The two tables below summarize the evaluation metrics of the models on the validation set for positive and negative sentiments, respectively. The first column reports the results of the pretrained model without further finetuning, and the second column presents the results of the model after unfreezing the classifier and the last three layers of the encoder.
| *Positive* | No-Finetuning | Finetuning |
| -------- | -------- | -------- |
| **MSE** | 0.16997 | 0.00580 |
| **MBMSE** | 0.13483 | 0.04867 |
| **LBMSE** | 0.11239 | 0.01168 |
| *Negative* | No-Finetuning | Finetuning |
| -------- | -------- | -------- |
| **MSE** | 0.17501 | 0.00958 |
| **MBMSE** | 0.12825 | 0.02859 |
| **LBMSE** | 0.11626 | 0.01978 |
First, we observe that the errors in predicting negative and positive sentiments are similar.
We observe that fine-tuning the last three layers of the encoder significantly improves the model's performance. The LBMSE is reduced by a factor of ~10 in both cases, demonstrating that fine-tuning allows the model to adjust its weights and learn more appropriate representations for our task.
In order to further improve the performance of our sentiment analysis model, several alternative approaches could be investigated if computational resources were not a bottleneck. For instance:
1. **Ensemble Learning**: This approach involves training multiple models, each of which makes its own prediction. The final prediction is then obtained by taking the average or majority vote of the individual predictions. This technique is known to reduce the generalization error and improve the robustness of the model. However, training multiple models can be computationally expensive and may require significant resources.
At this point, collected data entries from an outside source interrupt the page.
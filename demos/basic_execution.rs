//! Basic example of running a guest through the full request pipeline.
//!
//! Run with: cargo run --example basic_execution

use std::sync::Arc;
use std::time::Duration;

use codelab_sandbox_rs::prelude::*;

const HELLO: &str = r#"(module
    (import "CodeLab.Runtime.Internal.Flow" "ReportLineStart" (func $line (param i32)))
    (import "CodeLab.Runtime.Internal.Flow" "ReportValue" (func $value (param i32 i32 i32 i32 i32)))
    (import "System.Console" "WriteLine" (func $println (param i32 i32)))
    (memory (export "memory") 1)
    (data (i32.const 0) "Hello, World!answer42")
    (func (export "_start")
        (call $line (i32.const 1))
        (call $println (i32.const 0) (i32.const 13))
        (call $line (i32.const 2))
        (call $value (i32.const 2) (i32.const 13) (i32.const 6) (i32.const 19) (i32.const 2))))"#;

const FORBIDDEN: &str = r#"(module
    (import "System.IO.File" "ReadAllText" (func $read (param i32 i32) (result i32)))
    (func (export "_start") (drop (call $read (i32.const 0) (i32.const 0)))))"#;

const SPIN: &str = r#"(module (func (export "_start") (loop $spin (br $spin))))"#;

fn print_result(result: &UpdateResult) {
    for diagnostic in &result.diagnostics {
        println!("diagnostic: {}", diagnostic);
    }
    if let Some(failure) = &result.failure {
        println!("failed ({:?}): {}", failure.kind, failure.message);
    }
    if let Some(UpdateOutput::Execution(execution)) = &result.output {
        println!("stdout: {}", execution.stdout.trim_end());
        for event in &execution.flow {
            println!("flow: {}", event);
        }
        println!("duration: {:?}", execution.metadata.duration);
        println!("peak_memory: {} bytes", execution.metadata.peak_memory);
    }
}

#[tokio::main]
async fn main() -> Result<()> {
    let config = SandboxConfig::builder()
        .timeout(Duration::from_secs(1))
        .max_memory(32 * 1024 * 1024) // 32MB
        .build();
    println!("Creating execution host with config: {:?}", config);

    let host = Arc::new(ExecutionHost::new(config)?);
    let pipeline = Pipeline::new(Arc::new(WasmEngine::new(Arc::clone(&host)))).with_host(host);

    let mut session = global_registry().start_session(names::CSHARP)?;
    OptionDispatcher::new().apply(&mut session, options::TARGET, targets::RUN)?;

    println!("\n=== Test 1: Hello world ===");
    session.set_text(HELLO);
    print_result(&pipeline.update(&session).await);

    println!("\n=== Test 2: Denied API ===");
    session.set_text(FORBIDDEN);
    print_result(&pipeline.update(&session).await);

    println!("\n=== Test 3: Infinite loop ===");
    session.set_text(SPIN);
    print_result(&pipeline.update(&session).await);

    Ok(())
}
2. **Hyperparameter Search**: The performance of deep learning models heavily depends on the choice of hyperparameters such as the learning rate, batch size, number of epochs, etc. Therefore, it is crucial to find the best set of hyperparameters that optimize our model's performance. This can be achieved through an exhaustive search over the space of hyperparameters, although this can be time-consuming and requires a significant amount of computational resources.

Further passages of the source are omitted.